Repeat, exactly as written, the lines of the records below from the first through the line with "fetch-timeout-ms = 2000", but none past it.

Data records:
=== Section Start ===
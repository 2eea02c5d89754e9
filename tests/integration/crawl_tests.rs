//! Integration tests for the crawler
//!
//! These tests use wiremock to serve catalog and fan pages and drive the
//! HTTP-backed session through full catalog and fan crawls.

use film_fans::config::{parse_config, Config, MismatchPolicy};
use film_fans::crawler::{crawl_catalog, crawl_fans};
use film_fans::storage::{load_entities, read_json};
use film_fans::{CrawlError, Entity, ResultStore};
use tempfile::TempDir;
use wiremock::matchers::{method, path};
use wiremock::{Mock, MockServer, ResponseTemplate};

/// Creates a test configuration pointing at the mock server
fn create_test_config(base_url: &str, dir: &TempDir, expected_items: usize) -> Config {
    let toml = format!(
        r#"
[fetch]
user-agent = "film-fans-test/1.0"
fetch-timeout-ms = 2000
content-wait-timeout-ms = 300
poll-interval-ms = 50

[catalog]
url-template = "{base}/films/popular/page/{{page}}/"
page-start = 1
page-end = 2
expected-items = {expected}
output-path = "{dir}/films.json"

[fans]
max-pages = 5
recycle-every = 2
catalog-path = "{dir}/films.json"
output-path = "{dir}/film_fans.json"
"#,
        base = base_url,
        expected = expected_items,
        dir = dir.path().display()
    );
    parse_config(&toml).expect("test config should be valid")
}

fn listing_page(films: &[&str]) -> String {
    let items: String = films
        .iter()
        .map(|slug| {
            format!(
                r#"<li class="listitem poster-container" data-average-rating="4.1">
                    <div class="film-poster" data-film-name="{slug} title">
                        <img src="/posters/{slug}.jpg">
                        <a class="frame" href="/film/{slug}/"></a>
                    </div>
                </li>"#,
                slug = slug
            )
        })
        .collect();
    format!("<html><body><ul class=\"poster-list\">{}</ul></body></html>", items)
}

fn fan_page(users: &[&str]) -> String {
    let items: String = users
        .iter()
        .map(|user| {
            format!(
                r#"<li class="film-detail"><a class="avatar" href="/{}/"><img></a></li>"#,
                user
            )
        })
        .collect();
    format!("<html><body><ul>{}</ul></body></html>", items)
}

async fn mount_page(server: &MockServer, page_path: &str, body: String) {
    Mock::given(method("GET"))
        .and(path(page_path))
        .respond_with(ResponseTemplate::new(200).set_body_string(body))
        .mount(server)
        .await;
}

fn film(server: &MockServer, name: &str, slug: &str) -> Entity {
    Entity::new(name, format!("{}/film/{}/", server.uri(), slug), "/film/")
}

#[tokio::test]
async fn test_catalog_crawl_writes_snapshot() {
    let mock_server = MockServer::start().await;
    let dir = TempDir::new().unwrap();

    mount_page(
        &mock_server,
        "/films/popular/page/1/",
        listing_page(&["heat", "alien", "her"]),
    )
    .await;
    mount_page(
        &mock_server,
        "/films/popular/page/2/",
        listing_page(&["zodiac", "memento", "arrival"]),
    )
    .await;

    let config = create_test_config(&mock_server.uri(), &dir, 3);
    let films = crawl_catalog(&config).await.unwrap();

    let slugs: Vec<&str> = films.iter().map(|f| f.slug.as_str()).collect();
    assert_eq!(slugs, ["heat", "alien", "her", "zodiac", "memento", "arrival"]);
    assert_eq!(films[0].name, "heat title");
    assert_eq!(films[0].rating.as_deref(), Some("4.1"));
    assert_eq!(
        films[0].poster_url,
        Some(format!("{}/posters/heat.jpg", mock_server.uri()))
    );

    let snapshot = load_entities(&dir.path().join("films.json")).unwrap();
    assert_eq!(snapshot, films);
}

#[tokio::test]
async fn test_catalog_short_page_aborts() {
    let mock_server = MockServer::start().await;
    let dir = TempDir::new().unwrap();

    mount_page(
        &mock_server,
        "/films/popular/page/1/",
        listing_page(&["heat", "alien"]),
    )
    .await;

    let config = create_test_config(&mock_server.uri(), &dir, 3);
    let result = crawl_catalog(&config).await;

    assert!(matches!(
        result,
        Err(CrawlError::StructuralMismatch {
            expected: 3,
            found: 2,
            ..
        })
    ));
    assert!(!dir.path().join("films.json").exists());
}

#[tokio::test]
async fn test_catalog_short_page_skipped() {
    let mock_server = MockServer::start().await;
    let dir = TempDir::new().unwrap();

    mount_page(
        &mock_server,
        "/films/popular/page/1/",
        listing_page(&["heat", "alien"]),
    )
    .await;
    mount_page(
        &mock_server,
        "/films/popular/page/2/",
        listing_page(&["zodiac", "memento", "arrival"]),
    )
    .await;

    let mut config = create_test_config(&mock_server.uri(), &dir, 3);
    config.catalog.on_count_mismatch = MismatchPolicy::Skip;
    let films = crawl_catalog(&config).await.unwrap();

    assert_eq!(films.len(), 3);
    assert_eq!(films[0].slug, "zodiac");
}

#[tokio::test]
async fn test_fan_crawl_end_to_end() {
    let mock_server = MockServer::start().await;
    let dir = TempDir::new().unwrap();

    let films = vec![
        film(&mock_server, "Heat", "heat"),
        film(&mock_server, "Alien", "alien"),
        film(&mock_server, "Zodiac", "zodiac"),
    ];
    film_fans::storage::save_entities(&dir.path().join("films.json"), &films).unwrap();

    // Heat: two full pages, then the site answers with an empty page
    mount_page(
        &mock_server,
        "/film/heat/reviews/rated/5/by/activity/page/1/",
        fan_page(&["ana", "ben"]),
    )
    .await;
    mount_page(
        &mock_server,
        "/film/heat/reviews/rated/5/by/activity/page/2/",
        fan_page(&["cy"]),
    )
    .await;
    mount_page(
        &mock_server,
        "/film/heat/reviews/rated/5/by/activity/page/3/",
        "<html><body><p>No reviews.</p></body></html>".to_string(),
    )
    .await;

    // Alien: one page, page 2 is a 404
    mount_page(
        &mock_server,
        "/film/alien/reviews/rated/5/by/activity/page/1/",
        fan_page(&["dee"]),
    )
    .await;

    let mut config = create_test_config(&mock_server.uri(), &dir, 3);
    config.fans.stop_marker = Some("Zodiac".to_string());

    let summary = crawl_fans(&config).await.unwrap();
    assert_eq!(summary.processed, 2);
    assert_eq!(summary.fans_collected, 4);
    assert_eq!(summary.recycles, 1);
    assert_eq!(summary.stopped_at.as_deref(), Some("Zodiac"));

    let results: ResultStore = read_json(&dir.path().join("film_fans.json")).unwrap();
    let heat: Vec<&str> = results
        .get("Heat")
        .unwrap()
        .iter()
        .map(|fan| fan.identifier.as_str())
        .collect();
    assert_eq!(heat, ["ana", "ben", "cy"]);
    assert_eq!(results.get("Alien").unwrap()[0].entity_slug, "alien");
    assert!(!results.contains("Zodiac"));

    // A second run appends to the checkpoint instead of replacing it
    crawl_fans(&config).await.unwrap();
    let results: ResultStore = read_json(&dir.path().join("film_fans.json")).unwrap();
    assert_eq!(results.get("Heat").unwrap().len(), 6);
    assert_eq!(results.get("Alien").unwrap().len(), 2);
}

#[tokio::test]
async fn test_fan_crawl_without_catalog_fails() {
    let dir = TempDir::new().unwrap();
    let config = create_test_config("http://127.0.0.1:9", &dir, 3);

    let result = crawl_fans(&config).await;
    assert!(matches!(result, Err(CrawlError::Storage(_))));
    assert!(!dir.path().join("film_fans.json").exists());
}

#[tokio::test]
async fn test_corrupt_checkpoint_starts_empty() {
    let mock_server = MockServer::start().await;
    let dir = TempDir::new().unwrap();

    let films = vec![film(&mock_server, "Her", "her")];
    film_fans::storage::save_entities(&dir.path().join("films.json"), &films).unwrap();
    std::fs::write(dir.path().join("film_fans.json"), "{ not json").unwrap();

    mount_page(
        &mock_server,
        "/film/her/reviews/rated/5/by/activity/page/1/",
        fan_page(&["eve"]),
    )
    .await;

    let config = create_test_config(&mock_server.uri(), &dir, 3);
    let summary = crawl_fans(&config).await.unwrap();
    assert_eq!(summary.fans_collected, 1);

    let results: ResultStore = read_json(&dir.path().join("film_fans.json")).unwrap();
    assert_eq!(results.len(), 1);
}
=== Section End ===
**Result of the task**:
repository 2eea02c5d89754e9
filename tests/integration/crawl_tests.rs
//! Integration tests for the crawler
//!
//! These tests use wiremock to serve catalog and fan pages and drive the
//! HTTP-backed session through full catalog and fan crawls.

use film_fans::config::{parse_config, Config, MismatchPolicy};
use film_fans::crawler::{crawl_catalog, crawl_fans};
use film_fans::storage::{load_entities, read_json};
use film_fans::{CrawlError, Entity, ResultStore};
use tempfile::TempDir;
use wiremock::matchers::{method, path};
use wiremock::{Mock, MockServer, ResponseTemplate};

/// Creates a test configuration pointing at the mock server
fn create_test_config(base_url: &str, dir: &TempDir, expected_items: usize) -> Config {
    let toml = format!(
        r#"
[fetch]
user-agent = "film-fans-test/1.0"
fetch-timeout-ms = 2000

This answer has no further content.